Cuando reconocemos que somos totalidades, que estamos completos, la vida cambia. La sensación de estar incompletos es muy dolorosa y nos conduce a una frustración permanente. Esa es tal vez una de las herencias más duras del paradigma de la modernidad, que interpreta la vida y sus relaciones en forma mecanicista; el cuento de la media naranja es fiel reflejo de ello: solo somos piezas de un engranaje que no pueden funcionar por sí solas, que requieren que aparezca la otra mitad.
Esa interpretación de la totalidad se basa en la carencia, en que necesitamos a otro que nos complete, que la vida no merece ser vivida solo por nosotros mismos.
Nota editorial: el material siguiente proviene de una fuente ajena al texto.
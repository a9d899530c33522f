/// Image formats accepted for post illustrations, recognised by signature.
#[derive(Debug, Clone, Copy, PartialEq, Eq)]
pub enum ImageKind {
    Png,
    Jpeg,
    Gif,
    Webp,
    Bmp,
}

impl ImageKind {
    /// Identify an image from its leading bytes.
    pub fn sniff(bytes: &[u8]) -> Option<Self> {
        if bytes.starts_with(b"\x89PNG\r\n\x1a\n") {
            Some(Self::Png)
        } else if bytes.starts_with(&[0xFF, 0xD8, 0xFF]) {
            Some(Self::Jpeg)
        } else if bytes.starts_with(b"GIF87a") || bytes.starts_with(b"GIF89a") {
            Some(Self::Gif)
        } else if bytes.len() >= 12 && &bytes[..4] == b"RIFF" && &bytes[8..12] == b"WEBP" {
            Some(Self::Webp)
        } else if bytes.len() >= 14 && bytes.starts_with(b"BM") {
            Some(Self::Bmp)
        } else {
            None
        }
    }

    pub fn extension(self) -> &'static str {
        match self {
            Self::Png => "png",
            Self::Jpeg => "jpg",
            Self::Gif => "gif",
            Self::Webp => "webp",
            Self::Bmp => "bmp",
        }
    }
}
//! Post submissions arriving either url-encoded or as multipart with an image.

use actix_multipart::form::{MultipartForm, tempfile::TempFile, text::Text};
use actix_web::{Either, web};
use mime::Mime;

use scribe_core::domain::ImageKind;
use scribe_shared::forms::PostForm;

use crate::middleware::error::{AppError, AppResult};

pub const INVALID_IMAGE: &str =
    "Upload a valid image. The file you uploaded was either not an image or a corrupted image.";

/// Largest accepted request body for post and comment forms.
pub const MAX_UPLOAD_BYTES: usize = 10 * 1024 * 1024;

#[derive(MultipartForm)]
pub struct PostUpload {
    pub text: Option<Text<String>>,
    pub group: Option<Text<String>>,
    #[multipart(limit = "10MB")]
    pub image: Option<TempFile>,
}

pub type PostPayload = Either<web::Form<PostForm>, MultipartForm<PostUpload>>;

/// A file part as the browser sent it.
#[derive(Debug)]
pub struct UploadedFile {
    pub content_type: Option<Mime>,
    pub bytes: Vec<u8>,
}

impl UploadedFile {
    /// The file's format, if it both claims and proves to be an image.
    pub fn image_kind(&self) -> Option<ImageKind> {
        let declared = self
            .content_type
            .as_ref()
            .is_some_and(|ct| ct.type_() == mime::IMAGE);
        if declared {
            ImageKind::sniff(&self.bytes)
        } else {
            None
        }
    }
}

/// Post form fields plus the optional image file.
#[derive(Debug, Default)]
pub struct PostSubmission {
    pub form: PostForm,
    pub image: Option<UploadedFile>,
}

impl PostSubmission {
    pub async fn from_payload(payload: PostPayload) -> AppResult<Self> {
        match payload {
            Either::Left(form) => Ok(Self {
                form: form.into_inner(),
                image: None,
            }),
            Either::Right(MultipartForm(upload)) => {
                let form = PostForm {
                    text: upload.text.map(Text::into_inner).unwrap_or_default(),
                    group: upload.group.map(Text::into_inner).unwrap_or_default(),
                };
                let image = match upload.image {
                    // An empty file input still submits a zero-length part.
                    Some(file) if file.size > 0 => Some(read_temp_file(file).await?),
                    _ => None,
                };
                Ok(Self { form, image })
            }
        }
    }
}

async fn read_temp_file(file: TempFile) -> AppResult<UploadedFile> {
    let bytes = tokio::fs::read(file.file.path())
        .await
        .map_err(|e| AppError::Internal(format!("Cannot read upload: {e}")))?;
    tracing::debug!(
        name = file.file_name.as_deref().unwrap_or(""),
        size = bytes.len(),
        "Received upload"
    );
    Ok(UploadedFile {
        content_type: file.content_type,
        bytes,
    })
}
use sea_orm_migration::prelude::*;

#[derive(DeriveMigrationName)]
pub struct Migration;

#[async_trait::async_trait]
impl MigrationTrait for Migration {
    async fn up(&self, manager: &SchemaManager) -> Result<(), DbErr> {
        manager
            .create_table(
                Table::create()
                    .table(Users::Table)
                    .if_not_exists()
                    .col(ColumnDef::new(Users::Id).uuid().not_null().primary_key())
                    .col(
                        ColumnDef::new(Users::Username)
                            .string_len(150)
                            .not_null()
                            .unique_key(),
                    )
                    .col(ColumnDef::new(Users::Email).string_len(254).not_null())
                    .col(
                        ColumnDef::new(Users::FirstName)
                            .string_len(150)
                            .not_null()
                            .default(""),
                    )
                    .col(
                        ColumnDef::new(Users::LastName)
                            .string_len(150)
                            .not_null()
                            .default(""),
                    )
                    .col(ColumnDef::new(Users::PasswordHash).string().not_null())
                    .col(
                        ColumnDef::new(Users::CreatedAt)
                            .timestamp_with_time_zone()
                            .not_null(),
                    )
                    .to_owned(),
            )
            .await?;

        manager
            .create_table(
                Table::create()
                    .table(Groups::Table)
                    .if_not_exists()
                    .col(ColumnDef::new(Groups::Id).uuid().not_null().primary_key())
                    .col(ColumnDef::new(Groups::Title).string_len(200).not_null())
                    .col(
                        ColumnDef::new(Groups::Slug)
                            .string_len(100)
                            .not_null()
                            .unique_key(),
                    )
                    .col(ColumnDef::new(Groups::Description).text().null())
                    .to_owned(),
            )
            .await
    }

    async fn down(&self, manager: &SchemaManager) -> Result<(), DbErr> {
        manager
            .drop_table(Table::drop().table(Groups::Table).to_owned())
            .await?;
        manager
            .drop_table(Table::drop().table(Users::Table).to_owned())
            .await
    }
}

#[derive(DeriveIden)]
pub(crate) enum Users {
    Table,
    Id,
    Username,
    Email,
    FirstName,
    LastName,
    PasswordHash,
    CreatedAt,
}

#[derive(DeriveIden)]
pub(crate) enum Groups {
    Table,
    Id,
    Title,
    Slug,
    Description,
}
//! Telemetry initialization.

use tracing_subscriber::{EnvFilter, layer::SubscriberExt, util::SubscriberInitExt};

/// Telemetry configuration.
#[derive(Debug, Clone)]
pub struct TelemetryConfig {
    /// Enable JSON logging (for production).
    pub json_logs: bool,
    pub service_name: String,
}

impl Default for TelemetryConfig {
    fn default() -> Self {
        Self {
            json_logs: false,
            service_name: "scribe-web".to_string(),
        }
    }
}

impl TelemetryConfig {
    /// Load configuration from environment variables.
    pub fn from_env() -> Self {
        Self {
            json_logs: std::env::var("LOG_FORMAT")
                .map(|v| v.to_lowercase() == "json")
                .unwrap_or(false),
            service_name: std::env::var("SERVICE_NAME")
                .unwrap_or_else(|_| "scribe-web".to_string()),
        }
    }
}

/// Install the global tracing subscriber.
pub fn init_telemetry(config: &TelemetryConfig) {
    let env_filter = EnvFilter::try_from_default_env()
        .unwrap_or_else(|_| EnvFilter::new("info,scribe_web=debug,scribe_infra=debug"));

    if config.json_logs {
        tracing_subscriber::registry()
            .with(env_filter)
            .with(tracing_subscriber::fmt::layer().json())
            .init();
    } else {
        tracing_subscriber::registry()
            .with(env_filter)
            .with(tracing_subscriber::fmt::layer().pretty())
            .init();
    }

    tracing::info!(
        service = %config.service_name,
        json_logs = config.json_logs,
        "Telemetry initialized"
    );
}
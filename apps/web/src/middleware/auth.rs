//! Session cookie authentication extractors.

use actix_web::cookie::{Cookie, SameSite, time::Duration};
use actix_web::http::{StatusCode, header};
use actix_web::{FromRequest, HttpRequest, HttpResponse, dev::Payload, web};
use percent_encoding::{AsciiSet, NON_ALPHANUMERIC, utf8_percent_encode};
use std::future::{Ready, ready};
use uuid::Uuid;

use scribe_core::ports::{AuthError, TokenClaims};

use crate::state::AppState;

/// Name of the cookie carrying the session token.
pub const SESSION_COOKIE: &str = "scribe_session";

pub const LOGIN_URL: &str = "/auth/login/";

/// Characters escaped in the `next` parameter; `/` stays readable.
const NEXT_ESCAPE: &AsciiSet = &NON_ALPHANUMERIC
    .remove(b'/')
    .remove(b'-')
    .remove(b'_')
    .remove(b'.')
    .remove(b'~');

/// Authenticated user identity extractor.
///
/// Use this in handlers to require a logged-in session:
/// ```ignore
/// async fn protected_route(identity: Identity) -> impl Responder {
///     format!("Hello, {}!", identity.username)
/// }
/// ```
#[derive(Debug, Clone)]
pub struct Identity {
    pub user_id: Uuid,
    pub username: String,
}

impl From<TokenClaims> for Identity {
    fn from(claims: TokenClaims) -> Self {
        Self {
            user_id: claims.user_id,
            username: claims.username,
        }
    }
}

/// Missing or invalid session; answered with a redirect to the login page.
#[derive(Debug, thiserror::Error)]
#[error("Login required: {reason}")]
pub struct LoginRequired {
    pub next: String,
    reason: AuthError,
}

impl LoginRequired {
    pub fn location(&self) -> String {
        login_url(&self.next)
    }
}

impl actix_web::ResponseError for LoginRequired {
    fn status_code(&self) -> StatusCode {
        StatusCode::FOUND
    }

    fn error_response(&self) -> HttpResponse {
        tracing::debug!(next = %self.next, "{}", self);
        HttpResponse::Found()
            .insert_header((header::LOCATION, self.location()))
            .finish()
    }
}

/// `/auth/login/?next=<path>` with the path percent-encoded.
pub fn login_url(next: &str) -> String {
    format!("{LOGIN_URL}?next={}", utf8_percent_encode(next, NEXT_ESCAPE))
}

/// Only local absolute paths are followed after login. Browsers drop tabs
/// and newlines from URLs, so any control character is refused.
pub fn is_safe_next(next: &str) -> bool {
    next.starts_with('/')
        && !next.starts_with("//")
        && !next.contains('\\')
        && !next.chars().any(char::is_control)
}

fn requested_path(req: &HttpRequest) -> String {
    match req.query_string() {
        "" => req.path().to_string(),
        query => format!("{}?{}", req.path(), query),
    }
}

fn identify(req: &HttpRequest) -> Result<Identity, AuthError> {
    let state = req.app_data::<web::Data<AppState>>().ok_or_else(|| {
        tracing::error!("AppState not found in app data");
        AuthError::InvalidToken("Server configuration error".to_string())
    })?;

    let cookie = req.cookie(SESSION_COOKIE).ok_or(AuthError::MissingSession)?;
    state.tokens.validate_token(cookie.value()).map(Identity::from)
}

impl FromRequest for Identity {
    type Error = LoginRequired;
    type Future = Ready<Result<Self, Self::Error>>;

    fn from_request(req: &HttpRequest, _payload: &mut Payload) -> Self::Future {
        ready(identify(req).map_err(|reason| LoginRequired {
            next: requested_path(req),
            reason,
        }))
    }
}

/// Optional identity extractor - doesn't fail if not authenticated.
pub struct OptionalIdentity(pub Option<Identity>);

impl OptionalIdentity {
    /// Username to show in the navigation bar.
    pub fn username(&self) -> Option<String> {
        self.0.as_ref().map(|identity| identity.username.clone())
    }

    pub fn user_id(&self) -> Option<Uuid> {
        self.0.as_ref().map(|identity| identity.user_id)
    }
}

impl FromRequest for OptionalIdentity {
    type Error = actix_web::Error;
    type Future = Ready<Result<Self, Self::Error>>;

    fn from_request(req: &HttpRequest, _payload: &mut Payload) -> Self::Future {
        ready(Ok(OptionalIdentity(identify(req).ok())))
    }
}

/// Session cookie holding a freshly issued token.
pub fn session_cookie(token: String, max_age_seconds: i64, secure: bool) -> Cookie<'static> {
    Cookie::build(SESSION_COOKIE, token)
        .path("/")
        .http_only(true)
        .same_site(SameSite::Lax)
        .secure(secure)
        .max_age(Duration::seconds(max_age_seconds))
        .finish()
}

/// Cookie that makes the browser drop the session.
pub fn removal_cookie() -> Cookie<'static> {
    let mut cookie = Cookie::build(SESSION_COOKIE, "").path("/").finish();
    cookie.make_removal();
    cookie
}
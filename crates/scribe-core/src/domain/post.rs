use chrono::{DateTime, Utc};
use serde::{Deserialize, Serialize};
use uuid::Uuid;

use super::Group;
use crate::error::DomainError;

/// Post entity - an authored text record, optionally grouped and illustrated.
#[derive(Debug, Clone, Serialize, Deserialize)]
pub struct Post {
    pub id: Uuid,
    pub text: String,
    pub author_id: Uuid,
    pub group_id: Option<Uuid>,
    /// Path relative to the media root, e.g. `posts/<id>.png`.
    pub image: Option<String>,
    pub created_at: DateTime<Utc>,
}

impl Post {
    /// Create a new post.
    pub fn new(author_id: Uuid, text: String, group_id: Option<Uuid>) -> Self {
        Self {
            id: Uuid::new_v4(),
            text,
            author_id,
            group_id,
            image: None,
            created_at: Utc::now(),
        }
    }

    pub fn with_image(mut self, image: Option<String>) -> Self {
        self.image = image;
        self
    }

    /// Fails with `Forbidden` unless `user_id` wrote this post.
    pub fn ensure_author(&self, user_id: Uuid) -> Result<(), DomainError> {
        if self.author_id == user_id {
            Ok(())
        } else {
            Err(DomainError::Forbidden)
        }
    }

    /// Apply an edit. Author and creation time stay as they were; the image is
    /// only replaced when a new one is given.
    pub fn edit(&mut self, text: String, group_id: Option<Uuid>, image: Option<String>) {
        self.text = text;
        self.group_id = group_id;
        if image.is_some() {
            self.image = image;
        }
    }
}

/// A post with the data its listings render alongside it.
#[derive(Debug, Clone)]
pub struct PostView {
    pub post: Post,
    pub author: String,
    pub group: Option<Group>,
}

#[cfg(test)]
mod tests {
    use super::*;

    #[test]
    fn test_ensure_author() {
        let author = Uuid::new_v4();
        let post = Post::new(author, "text".into(), None);

        assert!(post.ensure_author(author).is_ok());
        assert!(matches!(
            post.ensure_author(Uuid::new_v4()),
            Err(DomainError::Forbidden)
        ));
    }

    #[test]
    fn test_edit_keeps_author_and_image() {
        let author = Uuid::new_v4();
        let mut post = Post::new(author, "old".into(), None).with_image(Some("posts/a.png".into()));
        let created_at = post.created_at;

        let group = Uuid::new_v4();
        post.edit("new".into(), Some(group), None);

        assert_eq!(post.text, "new");
        assert_eq!(post.group_id, Some(group));
        assert_eq!(post.image.as_deref(), Some("posts/a.png"));
        assert_eq!(post.author_id, author);
        assert_eq!(post.created_at, created_at);

        post.edit("newer".into(), None, Some("posts/b.gif".into()));
        assert_eq!(post.image.as_deref(), Some("posts/b.gif"));
        assert_eq!(post.group_id, None);
    }
}
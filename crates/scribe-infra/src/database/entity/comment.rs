//! Comment entity for SeaORM.

use sea_orm::Set;
use sea_orm::entity::prelude::*;

#[derive(Clone, Debug, PartialEq, Eq, DeriveEntityModel)]
#[sea_orm(table_name = "comments")]
pub struct Model {
    #[sea_orm(primary_key, auto_increment = false)]
    pub id: Uuid,
    pub post_id: Uuid,
    pub author_id: Uuid,
    #[sea_orm(column_type = "Text")]
    pub text: String,
    pub created_at: DateTimeWithTimeZone,
}

#[derive(Copy, Clone, Debug, EnumIter, DeriveRelation)]
pub enum Relation {
    #[sea_orm(
        belongs_to = "super::post::Entity",
        from = "Column::PostId",
        to = "super::post::Column::Id",
        on_update = "Cascade",
        on_delete = "Cascade"
    )]
    Post,
    #[sea_orm(
        belongs_to = "super::user::Entity",
        from = "Column::AuthorId",
        to = "super::user::Column::Id",
        on_update = "Cascade",
        on_delete = "Cascade"
    )]
    User,
}

impl Related<super::post::Entity> for Entity {
    fn to() -> RelationDef {
        Relation::Post.def()
    }
}

impl Related<super::user::Entity> for Entity {
    fn to() -> RelationDef {
        Relation::User.def()
    }
}

impl ActiveModelBehavior for ActiveModel {}

impl From<Model> for scribe_core::domain::Comment {
    fn from(model: Model) -> Self {
        Self {
            id: model.id,
            post_id: model.post_id,
            author_id: model.author_id,
            text: model.text,
            created_at: model.created_at.into(),
        }
    }
}

impl From<scribe_core::domain::Comment> for ActiveModel {
    fn from(comment: scribe_core::domain::Comment) -> Self {
        Self {
            id: Set(comment.id),
            post_id: Set(comment.post_id),
            author_id: Set(comment.author_id),
            text: Set(comment.text),
            created_at: Set(comment.created_at.into()),
        }
    }
}
//! Schema migrations for the Scribe database.

pub use sea_orm_migration::prelude::*;

mod m20240101_000001_create_accounts;
mod m20240101_000002_create_posts;

pub struct Migrator;

#[async_trait::async_trait]
impl MigratorTrait for Migrator {
    fn migrations() -> Vec<Box<dyn MigrationTrait>> {
        vec![
            Box::new(m20240101_000001_create_accounts::Migration),
            Box::new(m20240101_000002_create_posts::Migration),
        ]
    }
}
Por ello hay tantas parejas que tienen más dinámicas de amistad, resignación y costumbre que de amor. También de allí se deriva que, como dice una famosa canción reflejo del patriarcado, “a quién se quiere más si no a los hijos, son la prolongación de la existencia”, como si la propia vida no valiera y no mereciera nuestro primer y más profundo amor. Claro, a nadie le gusta lo incompleto. Por ello desde las ideas modernas es difícil desarrollar una sana autoestima: necesitamos otros que le den valor a nuestra vida, pues hemos naturalizado el creernos incompletos. Lo aprendemos en la familia, lo reforzamos en la escuela y lo transmitimos transgeneracionalmente. Sí, si no amamos la totalidad que somos, nuestra integridad, no podremos amar a otro desde un sentido de abundancia, sino uno de carencia.
Vivir fragmentados también atraviesa la experiencia de nuestro propio cuerpo. Muchas veces vivimos desconectados de nuestra corporeidad, como si ella fuese solo un incómodo anclaje al mundo material y no tuviese nada que ver con lo que pensamos ni lo que sentimos. Esa es una primera escisión, el que nuestra cabeza, nuestro corazón y nuestras extremidades vayan por caminos diferentes. Se profundiza en una segunda cuando en lo físico no asociamos un cáncer con un conflicto emocional o un esguince de tobillo con la decisión sobre una ruta de vida que tal vez no nos corresponde transitar. El sistema de salud contribuye grandemente a esta concepción segmentada de la existencia, pues la especialidades médicas con compartimientos estancos en los que la gastroenterología no tiene nada que ver con la fisiatría.
¿Cómo queremos seguir viviendo? ¿Desde la fragmentación cómoda, pues es conocida y normalizada, o desde una ruta de integración, desafiante y compleja? Es aquí donde entra en juego nuestro libre albedrío. Cada quien tiene la posibilidad de decidir, de formularse y responderse preguntas que tal vez nunca se haya hecho, no porque no esté en capacidad de ello sino porque simplemente no lo cree posible. Darnos la oportunidad de cuestionar el paradigma en el que siempre hemos vivido nos permitiría reconocer nuestra propia totalidad y la del otro, comprender que juntos hacemos parte de totalidades mayores. Ese conocimiento nos posibilitaría construir otro tipo de relaciones, empezando por la propia. Cuando abrazamos la totalidad, nos abrimos a una nueva dimensión de la existencia.